You need to decide where to store your archive: where to create the directory that will contain the archive.

Usage Advice: It is likely that you'll eventually want to have more than one archive. Therefore, it is a good idea to create a directory of archives.

In the examples that follow, we'll be creating an archive as a subdirectory of ~/{archives} , a directory of archives.

        # Create a directory in which to store archives:
        #
        % mkdir ~/{archives}

Choose an Archive Name

Next, you need to choose a name for your archive. An archive name consists of an email address, followed by two dashes (-- ), followed by a suffix. By convention, the email address should be that of the archive owner.

In the example, we'll use the name:

        lord@emf.net--2003-example

Usage Advice: If you use a single archive for a very long time it will eventually accumulate a very large amount of data and thus start to become inconvenient to work with. Because arch seamlessly operates across archive boundaries, there is no need to keep everything in just one archive. It's a good idea to plan to divide up your archives by time and that suggests that you include a date in the archive name. In the example above, the archive is labeled 2003 : a year later, we could create lord@emf.net--2004-example and continue the project in that new archive. The 2003 archive will still exist at that point -- we'll just stop adding new data to it.

Usage Advice: You should plan on having multiple archives, and therefore choose archive names that distinguish them. The suffix -example above tells us that this archive is being created just work through the examples in this tutorial.

Create the Archive

To create a new archive, use the make-archive command, telling it the archive name and archive location:

        # Create the new archive
        # 
        % tla make-archive lord@emf.net--2003-example \
                             ~/{archives}/2003-example

Make this Your Default Archive

To save yourself from having to type the archive name to every future command, declare that your new archive is your default choice:

        # Choose a default archive
        # 
        % tla my-default-archive lord@emf.net--2003-example

Your current default is reported by:

        % tla my-default-archive
        lord@emf.net--2003-example

And you can cancel the default setting with:

        % tla my-default-archive -d
        user default archive removed

(If you experiment with -d , be sure to re-establish your default archive so that you can continue to follow the examples.)

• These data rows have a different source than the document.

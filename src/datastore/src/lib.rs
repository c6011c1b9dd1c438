// Copyright 2025 Google LLC
//
// Licensed under the Apache License, Version 2.0 (the "License");
// you may not use this file except in compliance with the License.
// You may obtain a copy of the License at
//
//     https://www.apache.org/licenses/LICENSE-2.0
//
// Unless required by applicable law or agreed to in writing, software
// distributed under the License is distributed on an "AS IS" BASIS,
// WITHOUT WARRANTIES OR CONDITIONS OF ANY KIND, either express or implied.
// See the License for the specific language governing permissions and
// limitations under the License.

//! Google Cloud Client Libraries for Rust - Datastore
//!
//! **WARNING:** this crate is under active development. We expect multiple
//! breaking changes in the upcoming releases. Testing is also incomplete, we do
//! **not** recommend that you use this crate in production. We welcome feedback
//! about the APIs, documentation, missing features, bugs, etc.
//!
//! This crate contains the types used to build [Cloud Datastore] queries and
//! to decode their results. Queries declare the type of results they produce:
//! full [Entity] values, [Key] values, or [ProjectionEntity] values. GQL
//! queries may also produce [ResultValue]s, whose type is only known when the
//! results arrive.
//!
//! # Example
//! ```
//! # use google_cloud_datastore::{Entity, Query, model};
//! # fn sample(batch: &model::QueryResultBatch) -> google_cloud_datastore::Result<()> {
//! let query = Query::from(Query::entity_query_builder().kind("Task").build()?);
//! let mut request = model::RunQueryRequest::default();
//! query.populate_request(&mut request);
//! // ... send the request and receive `batch` ...
//! let tasks: Vec<Entity> = query.decode_batch(batch)?;
//! # Ok(()) }
//! ```
//!
//! [cloud datastore]: https://cloud.google.com/datastore

pub use gax::Result;
pub use gax::error::Error;

mod batch;
mod cursor;
mod entity;
pub mod error;
mod filter;
mod key;
pub mod model;
pub mod query;
pub mod result_type;
mod value;


pub use batch::decode_batch;
pub use cursor::Cursor;
pub use entity::{Entity, ProjectionEntity};
pub use filter::{CompositeOperator, Direction, Filter, OrderBy, PropertyOperator};
pub use key::{Id, Key, KeyBuilder, PathElement};
pub use query::Query;
pub use result_type::{QueryResult, ResultClass, ResultType, ResultValue};
pub use value::{Value, ValueOptions};
// Copyright 2025 Google LLC
//
// Licensed under the Apache License, Version 2.0 (the "License");
// you may not use this file except in compliance with the License.
// You may obtain a copy of the License at
//
//     https://www.apache.org/licenses/LICENSE-2.0
//
// Unless required by applicable law or agreed to in writing, software
// distributed under the License is distributed on an "AS IS" BASIS,
// WITHOUT WARRANTIES OR CONDITIONS OF ANY KIND, either express or implied.
// See the License for the specific language governing permissions and
// limitations under the License.

//! Google Cloud Client Libraries for Rust - Storage
//!
//! This crate contains the access control types used with [Google Cloud
//! Storage]: the JSON API messages in [model] and their typed representation
//! in [acl].
//!
//! **WARNING:** this crate is under active development. We expect multiple
//! breaking changes in the upcoming releases. Testing is also incomplete, we do
//! **not** recommend that you use this crate in production. We welcome feedback
//! about the APIs, documentation, missing features, bugs, etc.
//!
//! [Google Cloud Storage]: https://cloud.google.com/storage

pub mod acl;
pub mod model;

How it Works -- New Archives

Let's examine what that command did.

First, tla now knows about the new archive:


        # What archives does `tla' know about?
        # 
        % tla archives
        lord@emf.net--2003-example
                /home/lord/{archives}/2003-example

        
        % tla whereis-archive lord@emf.net--2003-example
        /home/lord/{archives}/2003-example


        # Where is that data stored?
        # 
        % ls ~/.arch-params
        =default-archive        =id             =locations

        % cat ~/.arch-params/=default-archive
        lord@emf.net--2003-example

        % ls ~/.arch-params/=locations
        lord@emf.net--2003-example

        % cat ~/.arch-params/=locations/lord@emf.net--2003-example
        /home/lord/{archives}/2003-example


Next, the archive directory has been created and contains a few files:


        % ls ~/{archives}
        2003-example

        % ls -a ~/{archives}/2003-example
        .                       .archive-version
        ..                      =meta-info

        % cat ~/{archives}/2003-example/.archive-version
        Hackerlab arch archive directory, format version 2.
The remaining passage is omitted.